→ What to do: Reproduce all entries precisely as they are written.

[Supplied data Boundary: Start]

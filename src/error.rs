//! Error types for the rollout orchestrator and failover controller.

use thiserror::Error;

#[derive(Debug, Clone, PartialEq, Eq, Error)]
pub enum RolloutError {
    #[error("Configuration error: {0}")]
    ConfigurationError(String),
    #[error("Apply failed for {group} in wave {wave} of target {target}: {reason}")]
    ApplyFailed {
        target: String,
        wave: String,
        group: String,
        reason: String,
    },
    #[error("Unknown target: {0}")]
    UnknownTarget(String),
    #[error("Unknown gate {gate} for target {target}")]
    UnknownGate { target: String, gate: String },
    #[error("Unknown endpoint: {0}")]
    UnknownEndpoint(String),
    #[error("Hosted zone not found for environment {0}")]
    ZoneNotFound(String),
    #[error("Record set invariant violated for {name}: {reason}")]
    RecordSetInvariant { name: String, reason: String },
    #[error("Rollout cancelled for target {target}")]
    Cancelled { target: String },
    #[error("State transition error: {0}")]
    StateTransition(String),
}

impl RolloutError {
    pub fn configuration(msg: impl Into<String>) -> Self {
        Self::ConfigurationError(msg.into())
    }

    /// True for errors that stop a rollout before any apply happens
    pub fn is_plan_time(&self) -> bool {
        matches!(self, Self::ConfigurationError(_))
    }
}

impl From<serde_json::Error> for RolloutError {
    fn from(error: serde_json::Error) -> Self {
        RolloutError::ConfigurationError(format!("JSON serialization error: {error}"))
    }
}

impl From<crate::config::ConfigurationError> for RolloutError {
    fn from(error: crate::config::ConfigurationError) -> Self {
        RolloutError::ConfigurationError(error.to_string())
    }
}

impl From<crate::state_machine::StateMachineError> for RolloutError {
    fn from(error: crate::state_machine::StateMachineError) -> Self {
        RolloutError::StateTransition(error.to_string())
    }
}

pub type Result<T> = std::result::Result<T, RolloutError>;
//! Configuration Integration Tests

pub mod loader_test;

[Supplied data Boundary: End]

→ Result for this exercise:
filename src/error.rs
//! Error types for the rollout orchestrator and failover controller.

use thiserror::Error;

#[derive(Debug, Clone, PartialEq, Eq, Error)]
pub enum RolloutError {
    #[error("Configuration error: {0}")]
    ConfigurationError(String),
    #[error("Apply failed for {group} in wave {wave} of target {target}: {reason}")]
    ApplyFailed {
        target: String,
        wave: String,
        group: String,
        reason: String,
    },
    #[error("Unknown target: {0}")]
    UnknownTarget(String),
    #[error("Unknown gate {gate} for target {target}")]
    UnknownGate { target: String, gate: String },
    #[error("Unknown endpoint: {0}")]
    UnknownEndpoint(String),
    #[error("Hosted zone not found for environment {0}")]
    ZoneNotFound(String),
    #[error("Record set invariant violated for {name}: {reason}")]
    RecordSetInvariant { name: String, reason: String },
    #[error("Rollout cancelled for target {target}")]
    Cancelled { target: String },
    #[error("State transition error: {0}")]
    StateTransition(String),
}

impl RolloutError {
    pub fn configuration(msg: impl Into<String>) -> Self {
        Self::ConfigurationError(msg.into())
    }

    /// True for errors that stop a rollout before any apply happens
    pub fn is_plan_time(&self) -> bool {
        matches!(self, Self::ConfigurationError(_))
    }
}

impl From<serde_json::Error> for RolloutError {
    fn from(error: serde_json::Error) -> Self {
        RolloutError::ConfigurationError(format!("JSON serialization error: {error}"))
    }
}

impl From<crate::config::ConfigurationError> for RolloutError {
    fn from(error: crate::config::ConfigurationError) -> Self {
        RolloutError::ConfigurationError(error.to_string())
    }
}

impl From<crate::state_machine::StateMachineError> for RolloutError {
    fn from(error: crate::state_machine::StateMachineError) -> Self {
        RolloutError::StateTransition(error.to_string())
    }
}

pub type Result<T> = std::result::Result<T, RolloutError>;
//! Configuration Integration Tests

pub mod loader_test;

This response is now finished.